# [Exercise brief]
Copy out each line of the material that includes the word "data".

§

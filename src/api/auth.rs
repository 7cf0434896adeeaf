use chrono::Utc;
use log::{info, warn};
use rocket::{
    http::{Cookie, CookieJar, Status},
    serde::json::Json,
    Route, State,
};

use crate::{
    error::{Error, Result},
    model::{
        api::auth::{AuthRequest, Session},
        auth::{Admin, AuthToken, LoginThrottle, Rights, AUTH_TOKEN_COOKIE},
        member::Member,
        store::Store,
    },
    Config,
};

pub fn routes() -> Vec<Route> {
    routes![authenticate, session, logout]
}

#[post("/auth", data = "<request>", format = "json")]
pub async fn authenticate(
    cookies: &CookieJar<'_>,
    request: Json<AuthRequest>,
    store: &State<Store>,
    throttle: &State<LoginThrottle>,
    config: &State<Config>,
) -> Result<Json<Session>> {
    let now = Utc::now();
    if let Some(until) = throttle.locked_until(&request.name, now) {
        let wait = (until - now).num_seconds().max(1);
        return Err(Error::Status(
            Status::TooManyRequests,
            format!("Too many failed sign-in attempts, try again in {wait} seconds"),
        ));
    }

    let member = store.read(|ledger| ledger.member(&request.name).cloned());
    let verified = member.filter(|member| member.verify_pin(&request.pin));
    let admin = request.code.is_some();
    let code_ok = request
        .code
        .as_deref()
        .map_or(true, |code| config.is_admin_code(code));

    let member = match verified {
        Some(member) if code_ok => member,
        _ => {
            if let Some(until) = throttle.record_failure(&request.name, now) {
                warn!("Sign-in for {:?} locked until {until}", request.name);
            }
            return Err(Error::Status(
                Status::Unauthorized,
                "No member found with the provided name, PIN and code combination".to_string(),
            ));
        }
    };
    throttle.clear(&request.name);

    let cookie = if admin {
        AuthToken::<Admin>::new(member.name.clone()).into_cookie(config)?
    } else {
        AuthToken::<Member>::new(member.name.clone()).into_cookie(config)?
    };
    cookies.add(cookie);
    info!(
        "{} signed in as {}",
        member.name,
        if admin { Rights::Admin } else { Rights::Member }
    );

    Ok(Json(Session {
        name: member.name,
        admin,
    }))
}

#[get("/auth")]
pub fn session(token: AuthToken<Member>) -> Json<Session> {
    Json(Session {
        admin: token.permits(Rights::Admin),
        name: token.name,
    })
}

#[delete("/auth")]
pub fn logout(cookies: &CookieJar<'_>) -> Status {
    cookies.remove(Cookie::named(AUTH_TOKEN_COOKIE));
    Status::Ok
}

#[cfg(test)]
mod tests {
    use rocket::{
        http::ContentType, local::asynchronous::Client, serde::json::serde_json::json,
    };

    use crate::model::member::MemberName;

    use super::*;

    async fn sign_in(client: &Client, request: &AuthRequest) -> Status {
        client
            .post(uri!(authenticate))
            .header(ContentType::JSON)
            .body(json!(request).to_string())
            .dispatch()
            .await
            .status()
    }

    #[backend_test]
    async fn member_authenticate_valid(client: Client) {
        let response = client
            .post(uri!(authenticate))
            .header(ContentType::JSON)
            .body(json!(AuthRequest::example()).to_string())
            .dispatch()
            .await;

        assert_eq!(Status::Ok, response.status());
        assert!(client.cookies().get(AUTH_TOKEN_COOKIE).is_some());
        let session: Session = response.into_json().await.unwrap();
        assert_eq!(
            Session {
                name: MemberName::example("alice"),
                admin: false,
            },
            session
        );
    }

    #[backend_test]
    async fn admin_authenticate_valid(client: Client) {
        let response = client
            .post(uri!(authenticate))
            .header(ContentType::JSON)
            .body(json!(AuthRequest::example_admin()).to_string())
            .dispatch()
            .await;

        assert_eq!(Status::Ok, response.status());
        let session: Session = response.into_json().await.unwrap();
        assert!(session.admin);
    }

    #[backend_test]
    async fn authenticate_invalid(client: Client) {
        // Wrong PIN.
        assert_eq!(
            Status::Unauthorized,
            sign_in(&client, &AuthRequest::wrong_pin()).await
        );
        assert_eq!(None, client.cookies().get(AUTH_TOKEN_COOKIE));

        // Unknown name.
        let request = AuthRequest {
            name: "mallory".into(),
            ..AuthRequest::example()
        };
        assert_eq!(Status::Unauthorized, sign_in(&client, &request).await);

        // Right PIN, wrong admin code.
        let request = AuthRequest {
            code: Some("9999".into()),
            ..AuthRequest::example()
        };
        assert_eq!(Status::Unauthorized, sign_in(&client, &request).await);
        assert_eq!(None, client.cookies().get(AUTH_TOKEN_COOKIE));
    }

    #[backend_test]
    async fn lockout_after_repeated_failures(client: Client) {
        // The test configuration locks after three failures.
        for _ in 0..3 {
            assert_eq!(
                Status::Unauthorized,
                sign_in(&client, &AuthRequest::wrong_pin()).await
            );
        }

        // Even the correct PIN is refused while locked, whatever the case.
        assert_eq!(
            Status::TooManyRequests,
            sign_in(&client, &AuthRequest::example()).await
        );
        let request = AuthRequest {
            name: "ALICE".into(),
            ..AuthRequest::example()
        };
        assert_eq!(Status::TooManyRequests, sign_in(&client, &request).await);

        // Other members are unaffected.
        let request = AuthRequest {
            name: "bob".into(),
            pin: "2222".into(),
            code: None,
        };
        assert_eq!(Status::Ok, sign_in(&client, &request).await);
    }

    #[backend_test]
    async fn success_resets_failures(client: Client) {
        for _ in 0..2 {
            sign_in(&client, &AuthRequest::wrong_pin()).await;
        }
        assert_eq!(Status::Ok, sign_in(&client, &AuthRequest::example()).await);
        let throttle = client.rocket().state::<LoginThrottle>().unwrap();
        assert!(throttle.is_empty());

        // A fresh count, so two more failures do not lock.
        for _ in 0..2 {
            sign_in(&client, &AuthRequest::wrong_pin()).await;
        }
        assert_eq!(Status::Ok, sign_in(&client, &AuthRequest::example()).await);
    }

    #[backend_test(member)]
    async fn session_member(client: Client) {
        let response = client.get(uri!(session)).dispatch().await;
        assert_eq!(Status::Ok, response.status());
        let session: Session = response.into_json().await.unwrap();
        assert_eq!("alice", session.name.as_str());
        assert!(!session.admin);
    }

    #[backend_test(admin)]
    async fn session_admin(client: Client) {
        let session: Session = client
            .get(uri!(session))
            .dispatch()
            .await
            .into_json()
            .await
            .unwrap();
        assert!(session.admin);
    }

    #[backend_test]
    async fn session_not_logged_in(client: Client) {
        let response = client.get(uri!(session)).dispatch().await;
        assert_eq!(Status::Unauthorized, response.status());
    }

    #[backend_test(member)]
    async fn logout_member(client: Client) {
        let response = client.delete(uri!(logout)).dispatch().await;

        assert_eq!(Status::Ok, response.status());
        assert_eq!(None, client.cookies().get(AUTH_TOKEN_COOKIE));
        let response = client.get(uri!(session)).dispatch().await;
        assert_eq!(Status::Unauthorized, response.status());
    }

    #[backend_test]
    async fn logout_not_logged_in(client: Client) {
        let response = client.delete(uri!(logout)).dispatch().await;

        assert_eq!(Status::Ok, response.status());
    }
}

§

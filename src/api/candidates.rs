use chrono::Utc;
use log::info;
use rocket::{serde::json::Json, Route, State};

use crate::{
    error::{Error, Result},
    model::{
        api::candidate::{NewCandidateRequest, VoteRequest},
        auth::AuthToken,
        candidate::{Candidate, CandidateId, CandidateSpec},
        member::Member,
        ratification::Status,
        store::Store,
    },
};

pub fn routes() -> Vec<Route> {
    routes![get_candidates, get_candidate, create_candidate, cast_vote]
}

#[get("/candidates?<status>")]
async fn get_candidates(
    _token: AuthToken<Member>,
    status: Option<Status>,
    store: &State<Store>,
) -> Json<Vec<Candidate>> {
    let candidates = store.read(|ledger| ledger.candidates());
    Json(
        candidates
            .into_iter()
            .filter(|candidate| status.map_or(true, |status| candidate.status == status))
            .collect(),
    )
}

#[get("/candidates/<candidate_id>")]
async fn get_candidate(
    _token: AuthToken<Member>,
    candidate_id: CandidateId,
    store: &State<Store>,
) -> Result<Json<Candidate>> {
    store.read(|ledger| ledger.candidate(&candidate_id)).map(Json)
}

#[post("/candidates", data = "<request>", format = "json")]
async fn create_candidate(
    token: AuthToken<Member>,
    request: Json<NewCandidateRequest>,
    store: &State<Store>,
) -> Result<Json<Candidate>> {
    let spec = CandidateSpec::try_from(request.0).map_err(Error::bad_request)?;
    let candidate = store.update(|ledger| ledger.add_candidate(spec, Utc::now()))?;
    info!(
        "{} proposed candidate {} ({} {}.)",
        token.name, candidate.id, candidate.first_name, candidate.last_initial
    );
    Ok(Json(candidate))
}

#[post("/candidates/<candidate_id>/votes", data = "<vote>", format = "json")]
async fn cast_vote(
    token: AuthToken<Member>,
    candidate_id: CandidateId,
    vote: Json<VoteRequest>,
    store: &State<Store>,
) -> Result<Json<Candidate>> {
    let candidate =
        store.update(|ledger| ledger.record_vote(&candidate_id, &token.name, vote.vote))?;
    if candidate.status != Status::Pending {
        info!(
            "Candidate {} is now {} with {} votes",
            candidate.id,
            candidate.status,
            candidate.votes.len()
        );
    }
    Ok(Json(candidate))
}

§

# [Completed exercise]
#[post("/auth", data = "<request>", format = "json")]
#[post("/candidates", data = "<request>", format = "json")]
#[post("/candidates/<candidate_id>/votes", data = "<vote>", format = "json")]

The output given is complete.